Aug. 31, 2025, 11:33 a.m.

The Last Knight

Dear Ghost

Dear Ghost

The priests wake you up in someone’s bed. A woman cries in the other room—most likely the mother or wife of the man whose body you’ve just stolen. She will not meet that man again.

You stand and test your new body. Strong shoulders and calloused hands, so a blacksmith or a farmer. The priests tell you that you are twenty years old, born the same day as the King. An unlucky day for a boy in this kingdom to be born.

One of the priests lowers his hood. He is not a priest at all, but the King. You recognize his ancestors in his face. You kneel.

He tells you to rise. His eyes are red from crying. He has just lost his father.

You ended your eleventh life protecting the previous king. You took a spear to the belly and died hours later half-buried in mud, acid from your guts souring the rest of you. You died waiting for your king to come back for you, but he did not.

The memory of your death tears a hole through your stomach. You press your hand against the wound only to find that it’s not there.

Is it true? the King asks. Did you know my father?

And your father’s father, you say, and his father and his father before that, all the way to the time when this kingdom was a greasy feast hall and the priests lay goat skulls at the foot of the throne and prayed for protection.

And they made you, the King says. The first knight.

And they made me, you say. Again and again.

The longer I look at you, the King says, the older you seem.

Funny, you say. I was just thinking the same about you.

#

The priests don’t approve of your grave-robbing, but they don’t stop you either. It’s not as if you ever take anything that didn’t belong to you in the first place.

At least they found your body to bury it. It lies in the catacombs below the castle, in the room reserved for all your iterations. You take the sword from your own skeletal remains. There are other things there too—trinkets, tokens. You leave them there. It’s best to start fresh. This sword is the only thing you ever keep.

As you leave the catacombs you pass old kings, men you knew once. The last king, only recently interred, already has a fine layer of dust atop his tomb.

You have your youth again, and with it comes a youth’s resentment. You bend your head over his grave and spit.

#

The roof of your tower has a hole in it. You find the King staring up at it in consternation, motes of sunlight catching gold in his dark hair. His face looks like too many dead men’s, while yours has only ever been stolen from strangers.

I’ll ask them to fix it, the King says. The servants don’t come here often, I suppose. You’re a bit of a specter.

He can see the sword you now carry. He must recognize it, though he doesn’t remark on it. Your king in this lifetime is more patient than his forebears. Perhaps that means you’ll live longer.

At least they lit the fire, the King says, and kneels by the hearth. The last time a king was in this tower, you both knelt naked on the stone floor and painted yourselves for war. Only one of you came back.
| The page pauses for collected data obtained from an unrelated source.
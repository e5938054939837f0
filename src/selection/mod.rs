//! Hand-off of one button press from the UI thread to the simulation thread.

use bevy::prelude::*;
use std::sync::{Arc, Condvar, Mutex, PoisonError};

#[derive(Debug, Default)]
struct SlotState {
    /// Menu the slot currently accepts clicks for
    generation: u64,
    token: Option<usize>,
}

/// Single-value slot the simulation blocks on until a command button fires.
///
/// States are empty and filled(token). Publishing over a filled slot
/// replaces the value, so the last click before the read wins. Every
/// `reset` opens a new generation, and clicks carrying an older one are
/// dropped, so a button left over from a previous menu can never answer
/// the current one.
#[derive(Debug, Default)]
pub struct SelectionSlot {
    state: Mutex<SlotState>,
    filled: Condvar,
}

impl SelectionSlot {
    /// Empty the slot and start accepting clicks for a new menu.
    /// Returns the generation the new menu's buttons must carry.
    pub fn reset(&self) -> u64 {
        let mut state = self.state.lock().unwrap_or_else(PoisonError::into_inner);
        state.generation += 1;
        state.token = None;
        state.generation
    }

    /// Fill the slot and wake the waiting reader.
    /// Returns false when the click belongs to a stale menu and was dropped.
    pub fn publish(&self, generation: u64, token: usize) -> bool {
        let mut state = self.state.lock().unwrap_or_else(PoisonError::into_inner);
        if state.generation != generation {
            return false;
        }
        state.token = Some(token);
        self.filled.notify_all();
        true
    }

    /// Block until the slot is filled, then take the token, leaving the slot empty
    pub fn await_selection(&self) -> usize {
        let state = self.state.lock().unwrap_or_else(PoisonError::into_inner);
        let mut state = self
            .filled
            .wait_while(state, |state| state.token.is_none())
            .unwrap_or_else(PoisonError::into_inner);
        // wait_while only returns once the slot holds a value
        state.token.take().unwrap_or_default()
    }

    #[cfg(test)]
    pub fn peek(&self) -> Option<usize> {
        self.state
            .lock()
            .unwrap_or_else(PoisonError::into_inner)
            .token
    }
}

/// The process-wide selection slot, shared by the command buttons and the renderer
#[derive(Resource, Clone, Debug, Default, Deref)]
pub struct SelectionCoordinator(pub Arc<SelectionSlot>);

impl SelectionCoordinator {
    pub fn slot(&self) -> Arc<SelectionSlot> {
        Arc::clone(&self.0)
    }
}

#[cfg(test)]
mod tests {
    use super::*;
    use std::thread;
    use std::time::Duration;

    #[test]
    fn test_publish_then_await() {
        let slot = SelectionSlot::default();
        let generation = slot.reset();
        assert!(slot.publish(generation, 3));
        assert_eq!(slot.await_selection(), 3);
        assert_eq!(slot.peek(), None);
    }

    #[test]
    fn test_last_click_wins() {
        let slot = SelectionSlot::default();
        let generation = slot.reset();
        slot.publish(generation, 1);
        slot.publish(generation, 4);
        assert_eq!(slot.await_selection(), 4);
    }

    #[test]
    fn test_reset_discards_late_click() {
        let slot = SelectionSlot::default();
        let generation = slot.reset();
        slot.publish(generation, 2);
        slot.reset();
        assert_eq!(slot.peek(), None);
    }

    #[test]
    fn test_click_from_previous_menu_is_dropped() {
        let slot = SelectionSlot::default();
        let old = slot.reset();
        let current = slot.reset();
        assert_ne!(old, current);

        assert!(!slot.publish(old, 3));
        assert_eq!(slot.peek(), None);

        assert!(slot.publish(current, 1));
        assert_eq!(slot.await_selection(), 1);
    }

    #[test]
    fn test_await_blocks_until_other_thread_publishes() {
        let coordinator = SelectionCoordinator::default();
        let slot = coordinator.slot();
        let generation = slot.reset();

        let clicker = thread::spawn(move || {
            thread::sleep(Duration::from_millis(50));
            slot.publish(generation, 7);
        });

        assert_eq!(coordinator.await_selection(), 7);
        clicker.join().expect("clicker thread");
        assert_eq!(coordinator.peek(), None);
    }
}
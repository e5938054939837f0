use bevy::ecs::hierarchy::ChildSpawnerCommands;
use bevy::input::mouse::{MouseScrollUnit, MouseWheel};
use bevy::picking::hover::HoverMap;
use bevy::prelude::*;
use bevy::ui_widgets::{ControlOrientation, CoreScrollbarThumb, Scrollbar};

/// Marker for nodes that scroll with the mouse wheel
#[derive(Component)]
pub struct ScrollArea;

const LINE_HEIGHT: f32 = 21.0;
const SCROLLBAR_WIDTH: f32 = 8.0;
const THUMB_COLOR: Color = Color::srgb(0.45, 0.45, 0.55);

/// Spawn a scroll area holding `content`, framed by a vertical and a
/// horizontal scrollbar. `frame` sizes the whole view.
///
/// Layout is a 2x2 grid: area top-left, vertical bar to its right,
/// horizontal bar below it.
pub fn spawn_scroll_view(parent: &mut ChildSpawnerCommands, frame: Node, content: impl Bundle) {
    parent
        .spawn(Node {
            display: Display::Grid,
            grid_template_columns: vec![RepeatedGridTrack::flex(1, 1.0), RepeatedGridTrack::auto(1)],
            grid_template_rows: vec![RepeatedGridTrack::flex(1, 1.0), RepeatedGridTrack::auto(1)],
            ..frame
        })
        .with_children(|view| {
            let area = view
                .spawn((
                    ScrollArea,
                    Node {
                        grid_row: GridPlacement::start(1),
                        grid_column: GridPlacement::start(1),
                        min_width: Val::Px(0.0),
                        min_height: Val::Px(0.0),
                        overflow: Overflow::scroll(),
                        ..default()
                    },
                ))
                .with_children(|area| {
                    area.spawn(content);
                })
                .id();

            spawn_scrollbar(view, area, ControlOrientation::Vertical);
            spawn_scrollbar(view, area, ControlOrientation::Horizontal);
        });
}

fn spawn_scrollbar(view: &mut ChildSpawnerCommands, target: Entity, orientation: ControlOrientation) {
    let node = match orientation {
        ControlOrientation::Vertical => Node {
            min_width: Val::Px(SCROLLBAR_WIDTH),
            grid_row: GridPlacement::start(1),
            grid_column: GridPlacement::start(2),
            display: Display::None,
            ..default()
        },
        ControlOrientation::Horizontal => Node {
            min_height: Val::Px(SCROLLBAR_WIDTH),
            grid_row: GridPlacement::start(2),
            grid_column: GridPlacement::start(1),
            display: Display::None,
            ..default()
        },
    };

    view.spawn((
        node,
        Scrollbar {
            orientation,
            target,
            min_thumb_length: SCROLLBAR_WIDTH,
        },
    ))
    .with_children(|bar| {
        bar.spawn((
            Node {
                position_type: PositionType::Absolute,
                ..default()
            },
            BackgroundColor(THUMB_COLOR),
            BorderRadius::all(Val::Px(4.0)),
            CoreScrollbarThumb,
        ));
    });
}

/// Whether content of `content` size overflows a node of `size` along the bar's axis
pub fn scrollbar_needed(orientation: &ControlOrientation, content: Vec2, size: Vec2) -> bool {
    // Sub-pixel differences come from layout rounding
    match orientation {
        ControlOrientation::Horizontal => content.x > size.x + 0.5,
        ControlOrientation::Vertical => content.y > size.y + 0.5,
    }
}

/// Shows each scrollbar only while its area overflows
pub fn toggle_scrollbars(
    areas: Query<&ComputedNode, With<ScrollArea>>,
    mut bars: Query<(&Scrollbar, &mut Node)>,
) {
    for (bar, mut node) in &mut bars {
        let Ok(area) = areas.get(bar.target) else {
            continue;
        };

        let display = if scrollbar_needed(&bar.orientation, area.content_size, area.size) {
            Display::Grid
        } else {
            Display::None
        };
        if node.display != display {
            node.display = display;
        }
    }
}

/// Scrolls the innermost scroll area under the pointer. Shift swaps the axis.
pub fn scroll_hovered_areas(
    mut wheel: MessageReader<MouseWheel>,
    keyboard: Res<ButtonInput<KeyCode>>,
    hover_map: Res<HoverMap>,
    parents: Query<&ChildOf>,
    mut areas: Query<&mut ScrollPosition, With<ScrollArea>>,
) {
    for event in wheel.read() {
        let (mut dx, mut dy) = match event.unit {
            MouseScrollUnit::Line => (event.x * LINE_HEIGHT, event.y * LINE_HEIGHT),
            MouseScrollUnit::Pixel => (event.x, event.y),
        };

        if keyboard.pressed(KeyCode::ShiftLeft) || keyboard.pressed(KeyCode::ShiftRight) {
            std::mem::swap(&mut dx, &mut dy);
        }

        let mut targets: Vec<Entity> = Vec::new();
        for hits in hover_map.values() {
            for &hovered in hits.keys() {
                // Walk up until the nearest scroll area
                let mut current = Some(hovered);
                while let Some(entity) = current {
                    if areas.contains(entity) {
                        if !targets.contains(&entity) {
                            targets.push(entity);
                        }
                        break;
                    }
                    current = parents.get(entity).ok().map(ChildOf::parent);
                }
            }
        }

        for target in targets {
            if let Ok(mut position) = areas.get_mut(target) {
                position.x -= dx;
                position.y -= dy;
            }
        }
    }
}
Will you not say something, the King says. Will you only loom? Did you run out of words in the crypt? Will you speak to the dead and not to me?

You shake away the ghosts and the cold of the crypts. You try to shake away the rage but it won’t go. You sit beside the King.

You ask him how his father died.

Dysentery, the King answers. Rather ignoble, to shit yourself to death.

You ask him about the war.

Which one? the King replies. There are too many to name. Half the continent’s breathing down my neck. Even the witches hate us.

So that’s what you woke me for, you say. To fight in your father’s wars.

I didn’t wake you up for war, the King says. I’m far more interested in the other thing.

#

You wait for the King to go back on his word but he does not. There are skirmishes on the borders and wounded coming back in carts, but he still doesn’t send you out to fight.

Months pass. You’ve been a butcher for many lifetimes, and idyll doesn’t suit you. You keep waking up in the middle of the night with a spear in your belly and carrion birds circling you in the sky. You start every morning in the sparring yards, hacking away at posts until your arms give out.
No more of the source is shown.